For the first time ever, powerhouse talent agencies are exhibiting. Case in point: both Creative Artists Agency and William Morris Endeavor historically attended the show to take meetings with licensees and potential licensees but are now full-fledged exhibitors. By visiting the CAA booth, you can pick up its licensing booking guide. A quick flip through it will show you that a wide range of celebrities/athletes, including Andre Agassi/Stefanie Graf (I think they come as a pair), Carmelo Anthony, Carrie Ann Inaba, Carrie Underwood, Chelsea Handler, David Beckham, Drew Barrymore, Magic Johnson, Eva Mendes, Jamie Oliver, the Jonas Brothers, Kelly Ripa, Mariah Carey, Olivia Munn, Shania Twain, Shaun White, and many others are interested in discussing licensing opportunities.

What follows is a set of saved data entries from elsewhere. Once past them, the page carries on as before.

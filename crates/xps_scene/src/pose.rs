//! Minimal armature model for applying decoded bone deltas
//!
//! Hosts with their own skeleton representation can use the functions in
//! [`crate::transform`] directly. This is what the import planner and tests use.

use crate::{
    transform::{bone_location_delta, bone_rotation_delta, bone_scale_delta},
    BoneRecord,
};
use ahash::AHashMap;
use glam::{Quat, Vec3};
use log::trace;

/// Local pose of a bone on top of its bind pose.
#[derive(Debug, Clone, Copy, PartialEq)]
pub struct BonePose {
    pub location: Vec3,
    pub rotation: Quat,
    pub scale: Vec3,
}

impl Default for BonePose {
    fn default() -> Self {
        Self {
            location: Vec3::ZERO,
            rotation: Quat::IDENTITY,
            scale: Vec3::ONE,
        }
    }
}

#[derive(Debug, Clone, PartialEq)]
pub struct PoseBone {
    /// Local rest orientation.
    pub bind: Quat,
    pub pose: BonePose,
}

impl PoseBone {
    pub fn new(bind: Quat) -> Self {
        Self {
            bind,
            pose: BonePose::default(),
        }
    }

    /// Applies a decoded delta. Rotation, location and scale are independent, and any of them
    /// that carries no change leaves the matching pose component untouched.
    pub fn apply(&mut self, delta: &BoneRecord) {
        if let Some(rotation) = bone_rotation_delta(self.bind, delta.rotation) {
            self.pose.rotation = (rotation * self.pose.rotation).normalize();
        }
        if let Some(location) = bone_location_delta(self.bind, delta.location) {
            self.pose.location += location;
        }
        if let Some(scale) = bone_scale_delta(delta.scale) {
            self.pose.scale *= scale;
        }
    }
}

#[derive(Debug, Clone, Default)]
pub struct Armature {
    pub name: String,
    bones: AHashMap<String, PoseBone>,
}

impl Armature {
    pub fn new(name: impl Into<String>) -> Self {
        Self {
            name: name.into(),
            bones: AHashMap::new(),
        }
    }

    pub fn add_bone(&mut self, name: impl Into<String>, bind: Quat) {
        self.bones.insert(name.into(), PoseBone::new(bind));
    }

    pub fn bone(&self, name: &str) -> Option<&PoseBone> {
        self.bones.get(name)
    }

    pub fn bone_count(&self) -> usize {
        self.bones.len()
    }

    /// Applies a list of bone deltas, returning how many of them matched a bone. Deltas for
    /// unknown bones are skipped, scenes routinely carry bones a model doesn't have.
    pub fn apply_pose(&mut self, deltas: &[BoneRecord]) -> usize {
        let mut applied = 0;
        for delta in deltas {
            match self.bones.get_mut(&delta.name) {
                Some(bone) => {
                    bone.apply(delta);
                    applied += 1;
                }
                None => trace!(
                    "Armature '{}' has no bone '{}', skipping its pose",
                    self.name,
                    delta.name
                ),
            }
        }
        applied
    }
}

#[cfg(test)]
mod tests {
    use super::*;
    use std::f32::consts::FRAC_PI_2;

    fn delta(name: &str, rotation: Vec3, location: Vec3, scale: Vec3) -> BoneRecord {
        BoneRecord {
            name: name.into(),
            rotation,
            location,
            scale,
        }
    }

    #[test]
    fn zero_rotation_keeps_existing_rotation() {
        let mut bone = PoseBone::new(Quat::from_rotation_x(0.3));
        bone.pose.rotation = Quat::from_rotation_y(0.7);
        let before = bone.pose.rotation;

        bone.apply(&delta(
            "arm",
            Vec3::ZERO,
            Vec3::new(0.5, 0.0, 0.0),
            Vec3::new(2.0, 1.0, 1.0),
        ));

        assert_eq!(bone.pose.rotation, before);
        assert_ne!(bone.pose.location, Vec3::ZERO);
        assert_eq!(bone.pose.scale, Vec3::new(2.0, 1.0, 1.0));
    }

    #[test]
    fn all_zero_delta_is_a_noop() {
        let mut bone = PoseBone::new(Quat::from_rotation_z(FRAC_PI_2));
        let before = bone.clone();
        bone.apply(&delta("arm", Vec3::ZERO, Vec3::ZERO, Vec3::ZERO));
        assert_eq!(bone, before);
    }

    #[test]
    fn rotation_composes_with_existing_pose() {
        let mut bone = PoseBone::new(Quat::IDENTITY);
        let step = delta("arm", Vec3::new(10.0, 0.0, 0.0), Vec3::ZERO, Vec3::ONE);
        bone.apply(&step);
        bone.apply(&step);
        let expected = Quat::from_rotation_x(20f32.to_radians());
        assert!(bone.pose.rotation.abs_diff_eq(expected, 1e-5));
    }

    #[test]
    fn scale_axes_are_swapped() {
        let mut bone = PoseBone::new(Quat::IDENTITY);
        bone.apply(&delta("arm", Vec3::ZERO, Vec3::ZERO, Vec3::new(1.0, 2.0, 3.0)));
        assert_eq!(bone.pose.scale, Vec3::new(1.0, 3.0, 2.0));
    }

    #[test]
    fn unknown_bones_are_skipped() {
        let mut armature = Armature::new("lara");
        armature.add_bone("root hips", Quat::IDENTITY);
        let applied = armature.apply_pose(&[
            delta("root hips", Vec3::new(0.0, 5.0, 0.0), Vec3::ZERO, Vec3::ONE),
            delta("tail", Vec3::new(0.0, 5.0, 0.0), Vec3::ZERO, Vec3::ONE),
        ]);
        assert_eq!(applied, 1);
        assert_eq!(armature.bone_count(), 1);
        assert_ne!(
            armature.bone("root hips").unwrap().pose.rotation,
            Quat::IDENTITY
        );
    }
}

In some cases, the book even identifies the potential opportunities. For example, Carmelo Anthony of the New York Knicks is interested in men's grooming and health and beauty; "Dancing With the Stars'" Carrie Ann Inaba is interested in eyelashes; talk-show host Chelsea Handler is interested in apparel and greeting cards; actress Eva Mendes is interested in home decor, fragrances and decorative wall art; pop star Mariah Carey is interested in infant/toddler apparel; and, not surprisingly, G4 host and actress Olivia Munn is interested in intimates.

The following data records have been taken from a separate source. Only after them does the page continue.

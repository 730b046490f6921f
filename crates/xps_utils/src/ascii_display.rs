use std::fmt::{self, Display};

/// Wrapper type for displaying raw string bytes in log messages. Printable ASCII is shown as is,
/// anything else as `\xNN`, and `\` as `\\`. Long buffers are cut off after
/// [`AsciiDisplay::LIMIT`] bytes with a trailing `...`.
///
/// ## Example
/// ```
/// # use xps_utils::AsciiDisplay;
/// let a = AsciiDisplay(b"data\\Floor");
/// assert_eq!(a.to_string(), "data\\\\Floor");
///
/// let b = AsciiDisplay(b"\xEF\xBB\xBFab c");
/// assert_eq!(b.to_string(), "\\xEF\\xBB\\xBFab c");
/// ```
pub struct AsciiDisplay<'a>(pub &'a [u8]);

impl AsciiDisplay<'_> {
    pub const LIMIT: usize = 64;
}

impl<'a> From<&'a [u8]> for AsciiDisplay<'a> {
    fn from(value: &'a [u8]) -> Self {
        Self(value)
    }
}

impl Display for AsciiDisplay<'_> {
    fn fmt(&self, f: &mut fmt::Formatter<'_>) -> fmt::Result {
        for &byte in self.0.iter().take(Self::LIMIT) {
            match byte {
                b'\\' => f.write_str("\\\\")?,
                b' ' => f.write_str(" ")?,
                _ if byte.is_ascii_graphic() => write!(f, "{}", byte as char)?,
                _ => write!(f, r"\x{byte:02X}")?,
            }
        }
        if self.0.len() > Self::LIMIT {
            f.write_str("...")?;
        }
        Ok(())
    }
}

#[cfg(test)]
mod tests {
    use super::AsciiDisplay;

    #[test]
    fn long_buffers_are_cut() {
        let long = [b'a'; 100];
        let shown = AsciiDisplay(&long).to_string();
        assert_eq!(shown.len(), AsciiDisplay::LIMIT + 3);
        assert!(shown.ends_with("..."));
    }
}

It's not just the talent agents who have become more aggressive. In some cases, it's the celebrities themselves. This year for the first time, Janet Jackson and DJ Tiesto have their own booths. It's not unusual for the estates of deceased celebrities to have their own booths, but it is much more rare for living celebrities.
So what's changed in 12 months? In talking with a number of my colleagues, two opposing, yet equally powerful trends seem to be at work:
The nature of celebrity has drastically shifted. With a never-ending supply of new reality TV show stars/villains, "lifestyle" experts, and YouTube phenoms, there is literally a glut of celebrities on the market seeking to have the next hot licensed product.
The prolonged recession has limited the number of retailers and the SKUs they carry.
In other words, we now have more celebrities than ever before, but a lot less retail shelf space to carry their products.
In today's retail market, celebrity-licensed products need to differentiate themselves beyond just the celebrity endorsement. If a retailer is going to remove one brand of jeans consumers are already buying and replace it with a new celebrity brand, the celebrity jeans better be superior to what was already there. At the same time, the celebrity really needs to support their products at every level. It is no longer enough to just be big at the box office or have a million twitter followers. Celebrities need to partner with their licensees from the design stage all the way through to the marketing campaign.
What has become clear to me at this year's show is that it no longer works for celebrities and licensees to maintain a "friends with benefits" relationship. Both need to be fully committed to long-term success.
Tomorrow, I will attempt to wrap up the show.